Llega la Semana Santa a Barcelona. Bueno, llega a todas partes, por supuesto, pero en mi ciudad reviste un carácter muy especial, que ya comenté una vez, francamente agradable. De entrada, Barcelona se vacía de muchos de sus residentes habituales, en general los pudientes. Se quedan, pues, los populares, los impudientes y los de clase media en general. Se llena igualmente de turistas que vienen para unos días concretos, lo que da a la ciudad un aire festivo de curiosa excepcionalidad. Al coincidir con el despertar de la primavera, ese aire se llena de perfumes y de tonos alegres. Además están las procesiones, sin paragón con las importantes del país –es decir, son escasas y pobretonas, pero muy populares–, lo que las hace tan interesantes desde el punto de vista de la antropología urbana.

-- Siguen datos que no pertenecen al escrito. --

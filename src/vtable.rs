use std::fs;
use std::path::{Path, PathBuf};
use std::sync::LazyLock;

use regex::Regex;

use crate::error::{Error, Result};
use crate::store::StoreRow;

/// 向量表的列，与数据库表结构一一对应
pub const COLUMNS: [&str; 11] = [
    "file_id",
    "filename",
    "file_extension",
    "folder_name",
    "folder_url",
    "direct_url",
    "download_url",
    "file_size",
    "embedding",
    "modified_date",
    "collection_timestamp",
];

/// 方括号数值序列的语法校验，例如 `[0.0123, -0.451, 1e-3]`
static VECTOR_RE: LazyLock<Regex> = LazyLock::new(|| {
    Regex::new(
        r"^\[([-+]?[0-9]*\.?[0-9]+(?:[eE][-+]?[0-9]+)?,\s*)*[-+]?[0-9]*\.?[0-9]+(?:[eE][-+]?[0-9]+)?\]$",
    )
    .expect("failed to build regex")
});

/// 向量表的一行
///
/// 除向量列以外全部按文本保存，与采集端的元数据表保持同构；
/// 向量列是方括号格式的字符串，入库前只做语法级校验，不解析数值。
#[derive(Debug, Clone, Default, PartialEq)]
pub struct VectorRow {
    pub file_id: String,
    pub filename: String,
    pub file_extension: String,
    pub folder_name: String,
    pub folder_url: String,
    pub direct_url: String,
    pub download_url: String,
    pub file_size: String,
    pub embedding: String,
    pub modified_date: String,
    pub collection_timestamp: String,
}

impl VectorRow {
    fn fields(&self) -> [&str; 11] {
        [
            &self.file_id,
            &self.filename,
            &self.file_extension,
            &self.folder_name,
            &self.folder_url,
            &self.direct_url,
            &self.download_url,
            &self.file_size,
            &self.embedding,
            &self.modified_date,
            &self.collection_timestamp,
        ]
    }

    fn from_fields(fields: &[&str]) -> Self {
        Self {
            file_id: fields[0].to_string(),
            filename: fields[1].to_string(),
            file_extension: fields[2].to_string(),
            folder_name: fields[3].to_string(),
            folder_url: fields[4].to_string(),
            direct_url: fields[5].to_string(),
            download_url: fields[6].to_string(),
            file_size: fields[7].to_string(),
            embedding: fields[8].to_string(),
            modified_date: fields[9].to_string(),
            collection_timestamp: fields[10].to_string(),
        }
    }

    /// 解析向量列，转为可加载进向量库的行
    pub fn to_store_row(&self, row: usize) -> Result<StoreRow> {
        let vector = parse_vector(&self.embedding).ok_or_else(|| Error::SchemaValidation {
            row,
            id: self.file_id.clone(),
            reason: format!("向量格式无效: {}", truncated(&self.embedding)),
        })?;
        Ok(StoreRow { file_id: self.file_id.clone(), filename: self.filename.clone(), vector })
    }
}

/// 入库前的整批校验，遇到第一个违例行即拒绝整批
pub fn validate_rows(rows: &[VectorRow]) -> Result<()> {
    for (i, row) in rows.iter().enumerate() {
        let row_no = i + 1;
        if row.file_id.trim().is_empty() {
            return Err(Error::SchemaValidation {
                row: row_no,
                id: row.filename.clone(),
                reason: "file_id 为空".to_string(),
            });
        }
        if !VECTOR_RE.is_match(row.embedding.trim()) {
            return Err(Error::SchemaValidation {
                row: row_no,
                id: row.file_id.clone(),
                reason: format!("向量格式无效: {}", truncated(&row.embedding)),
            });
        }
    }
    Ok(())
}

/// 读取一个向量表文件，校验表头与字段数
pub fn read(path: &Path) -> Result<Vec<VectorRow>> {
    let content = fs::read_to_string(path)?;
    let mut lines = content.lines();

    let header: Vec<&str> = lines.next().unwrap_or("").split('\t').collect();
    if header != COLUMNS {
        return Err(Error::SchemaValidation {
            row: 0,
            id: path.display().to_string(),
            reason: format!("表头 {:?} 与期望的列不一致", header),
        });
    }

    let mut rows = vec![];
    for (i, line) in lines.enumerate() {
        let fields: Vec<&str> = line.split('\t').collect();
        if fields.len() != COLUMNS.len() {
            return Err(Error::SchemaValidation {
                row: i + 1,
                id: path.display().to_string(),
                reason: format!("期望 {} 列，实际 {} 列", COLUMNS.len(), fields.len()),
            });
        }
        rows.push(VectorRow::from_fields(&fields));
    }
    Ok(rows)
}

/// 写出一个向量表文件，并记录内容哈希到旁路文件
pub fn write(path: &Path, rows: &[VectorRow]) -> Result<()> {
    let mut content = COLUMNS.join("\t");
    content.push('\n');
    for row in rows {
        content.push_str(&row.fields().join("\t"));
        content.push('\n');
    }

    if let Some(parent) = path.parent() {
        fs::create_dir_all(parent)?;
    }
    fs::write(path, &content)?;
    fs::write(sidecar_path(path), blake3::hash(content.as_bytes()).to_hex().as_str())?;
    Ok(())
}

/// 内容哈希旁路文件的路径
pub fn sidecar_path(path: &Path) -> PathBuf {
    let mut s = path.as_os_str().to_os_string();
    s.push(".blake3");
    PathBuf::from(s)
}

/// 检查向量表是否存在且内容哈希与旁路记录一致
///
/// 幂等检查的依据：哈希一致说明该批次已经完整产出过，可以直接跳过。
pub fn verify(path: &Path) -> bool {
    let Ok(content) = fs::read(path) else {
        return false;
    };
    let Ok(recorded) = fs::read_to_string(sidecar_path(path)) else {
        return false;
    };
    blake3::hash(&content).to_hex().as_str() == recorded.trim()
}

/// 序列化向量为方括号格式
pub fn format_vector(vector: &[f32]) -> String {
    let parts: Vec<String> = vector.iter().map(|v| v.to_string()).collect();
    format!("[{}]", parts.join(", "))
}

/// 解析方括号格式的向量，格式非法时返回 `None`
pub fn parse_vector(s: &str) -> Option<Vec<f32>> {
    let s = s.trim();
    if !VECTOR_RE.is_match(s) {
        return None;
    }
    s[1..s.len() - 1].split(',').map(|p| p.trim().parse::<f32>().ok()).collect()
}

/// 截断到 40 字节以内，只在字符边界上切
fn truncated(s: &str) -> &str {
    if s.len() <= 40 {
        return s;
    }
    let mut end = 40;
    while !s.is_char_boundary(end) {
        end -= 1;
    }
    &s[..end]
}

#[cfg(test)]
mod tests {
    use super::*;

    fn sample_row(id: &str, vector: &[f32]) -> VectorRow {
        VectorRow {
            file_id: id.to_string(),
            filename: format!("{id}.png"),
            file_extension: "png".to_string(),
            embedding: format_vector(vector),
            ..Default::default()
        }
    }

    #[test]
    fn vector_round_trip() {
        let vector = vec![0.0123, -0.451, 1.5e-3, 2.];
        assert_eq!(parse_vector(&format_vector(&vector)).unwrap(), vector);
    }

    #[test]
    fn unterminated_vector_rejects_whole_batch() {
        let mut rows = vec![sample_row("a", &[1., 2.]), sample_row("b", &[3., 4.])];
        rows[1].embedding = "[1,2".to_string();

        match validate_rows(&rows) {
            Err(Error::SchemaValidation { row, id, .. }) => {
                assert_eq!(row, 2);
                assert_eq!(id, "b");
            }
            other => panic!("期望校验失败，实际为 {other:?}"),
        }
    }

    #[test]
    fn multibyte_text_in_bad_vector_is_reported_not_panicked() {
        // 错误信息截断不能切在多字节字符中间
        let mut rows = vec![sample_row("a", &[1.])];
        rows[0].embedding = format!("{}中文", "x".repeat(39));

        match validate_rows(&rows) {
            Err(Error::SchemaValidation { row, id, reason }) => {
                assert_eq!(row, 1);
                assert_eq!(id, "a");
                assert!(reason.contains("向量格式无效"));
            }
            other => panic!("期望校验失败，实际为 {other:?}"),
        }
    }

    #[test]
    fn empty_file_id_is_rejected() {
        let rows = vec![sample_row("", &[1.])];
        assert!(matches!(validate_rows(&rows), Err(Error::SchemaValidation { row: 1, .. })));
    }

    #[test]
    fn file_round_trip_and_verify() {
        let dir = tempfile::tempdir().unwrap();
        let path = dir.path().join("batch_0001.tsv");
        let rows = vec![sample_row("a", &[1., 0.]), sample_row("b", &[0.5, 0.5])];

        write(&path, &rows).unwrap();
        assert!(verify(&path));
        assert_eq!(read(&path).unwrap(), rows);

        // 内容被篡改后哈希校验失败
        std::fs::write(&path, "file_id\tgarbage").unwrap();
        assert!(!verify(&path));
    }

    #[test]
    fn bad_header_is_rejected() {
        let dir = tempfile::tempdir().unwrap();
        let path = dir.path().join("bad.tsv");
        std::fs::write(&path, "id\tvector\nx\t[1]\n").unwrap();
        assert!(matches!(read(&path), Err(Error::SchemaValidation { row: 0, .. })));
    }

    #[test]
    fn store_row_conversion_parses_vector() {
        let row = sample_row("a", &[0.6, 0.8]);
        let store_row = row.to_store_row(1).unwrap();
        assert_eq!(store_row.vector, vec![0.6, 0.8]);

        let mut bad = sample_row("a", &[1.]);
        bad.embedding = "[abc]".to_string();
        assert!(bad.to_store_row(1).is_err());
    }
}
mod embed;
mod eval;
mod search;
mod server;
mod upload;

pub use embed::*;
pub use eval::*;
pub use search::*;
pub use server::*;
pub use upload::*;

use std::path::{Path, PathBuf};

use anyhow::Context;
use walkdir::WalkDir;

use crate::config::{DbOptions, Opts};
use crate::store::EmbeddingStore;
use crate::{db, vtable};

pub trait SubCommandExtend {
    fn run(&self, opts: &Opts) -> impl std::future::Future<Output = anyhow::Result<()>> + Send;
}

/// 加载向量库：优先本地向量表，否则从数据库读全表
pub(crate) async fn load_store(
    vectors: Option<&Path>,
    db: &DbOptions,
) -> anyhow::Result<EmbeddingStore> {
    let rows = match vectors {
        Some(path) => {
            let mut rows = vec![];
            for file in vector_files(path)? {
                let table = vtable::read(&file)?;
                vtable::validate_rows(&table)?;
                for (i, row) in table.iter().enumerate() {
                    rows.push(row.to_store_row(i + 1)?);
                }
            }
            rows
        }
        None => {
            let url = db
                .database_url
                .as_deref()
                .context("未指定本地向量表时需要 DATABASE_URL 或 --database-url")?;
            let pool = db::init_db(url).await?;
            db::crud::fetch_store_rows(&pool, &db.table).await?
        }
    };
    Ok(EmbeddingStore::load(rows)?)
}

/// 按文件名排序收集向量表文件，保证加载顺序确定
pub(crate) fn vector_files(path: &Path) -> anyhow::Result<Vec<PathBuf>> {
    if path.is_file() {
        return Ok(vec![path.to_path_buf()]);
    }
    let mut files: Vec<PathBuf> = WalkDir::new(path)
        .into_iter()
        .filter_map(|entry| entry.ok())
        .filter(|entry| {
            entry.file_type().is_file()
                && entry.path().extension().is_some_and(|ext| ext == "tsv")
        })
        .map(|entry| entry.into_path())
        .collect();
    files.sort();
    Ok(files)
}
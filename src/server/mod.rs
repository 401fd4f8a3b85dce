mod api;
mod error;
mod state;
mod types;

use std::sync::Arc;

use axum::Router;
use axum::extract::DefaultBodyLimit;
use tower_http::limit::RequestBodyLimitLayer;
use utoipa::OpenApi;
use utoipa_swagger_ui::SwaggerUi;

pub use self::state::*;

#[derive(OpenApi)]
#[openapi(
    paths(api::search_handler,),
    components(schemas(types::SearchForm, types::SearchResponse, types::SearchResultItem,),)
)]
pub struct ApiDoc;

/// 构建API服务器
pub fn create_app(state: Arc<AppState>) -> Router {
    Router::new()
        .route("/search", axum::routing::post(api::search_handler))
        .merge(SwaggerUi::new("/docs").url("/api-docs/openapi.json", ApiDoc::openapi()))
        .layer(DefaultBodyLimit::disable())
        // 上传限制：10M
        .layer(RequestBodyLimitLayer::new(1024 * 1024 * 10))
        .with_state(state)
}
use std::thread::sleep;
use std::time::Duration;

use indicatif::ProgressStyle;
use log::warn;

use crate::error::Result;

pub fn pb_style() -> ProgressStyle {
    ProgressStyle::with_template(
        "{spinner:.green} [{elapsed_precise}] [{wide_bar:.cyan/blue}] {pos}/{len} {msg}",
    )
    .expect("failed to build progress style")
    .progress_chars("#>-")
}

/// 有界指数退避重试
///
/// 只重试瞬时错误，其余错误立即返回；重试次数耗尽后返回最后一次的错误。
pub fn retry_with_backoff<T>(
    attempts: u32,
    base_delay: Duration,
    mut f: impl FnMut() -> Result<T>,
) -> Result<T> {
    let mut delay = base_delay;
    let mut attempt = 1;
    loop {
        match f() {
            Ok(v) => return Ok(v),
            Err(e) if e.is_transient() && attempt < attempts => {
                warn!("第 {attempt} 次尝试失败，{} ms 后重试: {e}", delay.as_millis());
                sleep(delay);
                delay *= 2;
                attempt += 1;
            }
            Err(e) => return Err(e),
        }
    }
}

#[cfg(test)]
mod tests {
    use std::io;
    use std::sync::atomic::{AtomicU32, Ordering};

    use super::*;
    use crate::error::Error;

    fn transient() -> Error {
        Error::TransientIo(io::Error::new(io::ErrorKind::TimedOut, "timeout"))
    }

    #[test]
    fn transient_errors_are_retried() {
        let calls = AtomicU32::new(0);
        let result = retry_with_backoff(3, Duration::from_millis(1), || {
            if calls.fetch_add(1, Ordering::SeqCst) < 2 { Err(transient()) } else { Ok(42) }
        });
        assert_eq!(result.unwrap(), 42);
        assert_eq!(calls.load(Ordering::SeqCst), 3);
    }

    #[test]
    fn exhausted_retries_return_last_error() {
        let calls = AtomicU32::new(0);
        let result: Result<()> = retry_with_backoff(3, Duration::from_millis(1), || {
            calls.fetch_add(1, Ordering::SeqCst);
            Err(transient())
        });
        assert!(result.is_err());
        assert_eq!(calls.load(Ordering::SeqCst), 3);
    }

    #[test]
    fn non_transient_errors_fail_immediately() {
        let calls = AtomicU32::new(0);
        let result: Result<()> = retry_with_backoff(3, Duration::from_millis(1), || {
            calls.fetch_add(1, Ordering::SeqCst);
            Err(Error::Decode("bad".to_string()))
        });
        assert!(matches!(result, Err(Error::Decode(_))));
        assert_eq!(calls.load(Ordering::SeqCst), 1);
    }
}
use std::io;
use std::path::PathBuf;

use thiserror::Error;

pub type Result<T, E = Error> = std::result::Result<T, E>;

/// 核心错误类型
///
/// 按照处理策略分为四类：
/// - 图片级错误（`Decode` / `UnsupportedMode`）：跳过该图片，继续处理批次
/// - 加载级错误（`DimensionMismatch` / `DegenerateVector`）：中止向量库构建
/// - 批次级错误（`SchemaValidation`）：整批拒绝，不产生部分写入
/// - 瞬时错误（`TransientIo`）：带退避重试，超过次数后升级为批次失败
#[derive(Debug, Error)]
pub enum Error {
    /// 图片无法解码
    #[error("无法解码图片: {0}")]
    Decode(String),

    /// 图片颜色模式无法转换为 RGB
    #[error("不支持的图片模式: {0}")]
    UnsupportedMode(String),

    /// 向量维度与向量库不一致
    #[error("向量维度不一致: {id} 的维度为 {got}，期望 {expected}")]
    DimensionMismatch { id: String, expected: usize, got: usize },

    /// 零向量无法做 L2 归一化
    #[error("零向量无法归一化: {id}")]
    DegenerateVector { id: String },

    /// 上传前的表结构 / 向量格式校验失败
    #[error("表结构校验失败: 第 {row} 行 ({id}): {reason}")]
    SchemaValidation { row: usize, id: String, reason: String },

    /// 在加载向量库之前发起了查询
    #[error("向量库为空，查询前需要先加载向量")]
    EmptyStore,

    /// 瞬时 IO 错误，可重试
    #[error("IO 错误: {0}")]
    TransientIo(#[from] io::Error),

    /// 模型文件缺失
    #[error("模型文件不存在: {0}，请先下载视觉编码器模型")]
    ModelNotFound(PathBuf),

    /// 编码器推理失败
    #[error("编码器推理失败: {0}")]
    Inference(String),

    /// 数据库错误
    #[error("数据库错误: {0}")]
    Database(#[from] sqlx::Error),
}

impl Error {
    /// 是否为可重试的瞬时错误
    pub fn is_transient(&self) -> bool {
        matches!(self, Error::TransientIo(_))
    }
}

Por ejemplo, en la procesión del domingo pasado que salió de la Iglesia de San Agustín y que vi desde el balcón de mi casa –en la que la cofradía de los Macarenos del lugar calentó motores pensando en el Viernes Santo–, delante del paso de Jesús con el borrico iba un grupo de niñas filipinas –la Iglesia de San Agustín es uno de los centros filipinos más importantes de Barcelona– con unos estandartes de corte oriental que jamás había visto en una procesión de Semana Santa. ¡Caramba!, me dije, ¡Oriente se nos mete por las rendijas de la Semana Santa! Esos deseos de integración ya los vi durante las fiestas de Santa Eulalia, al pasar bandas de tamborileros constituídos por jóvenes de distintas etnias del barrio: filipinos, marroquíes, paquistanís…, cada grupo con sus peculiaridades rítmicas y vestimentarias.

Prometo ir informando sobre la semana, que espero sea para todos placentera, pagana y llena de colorido.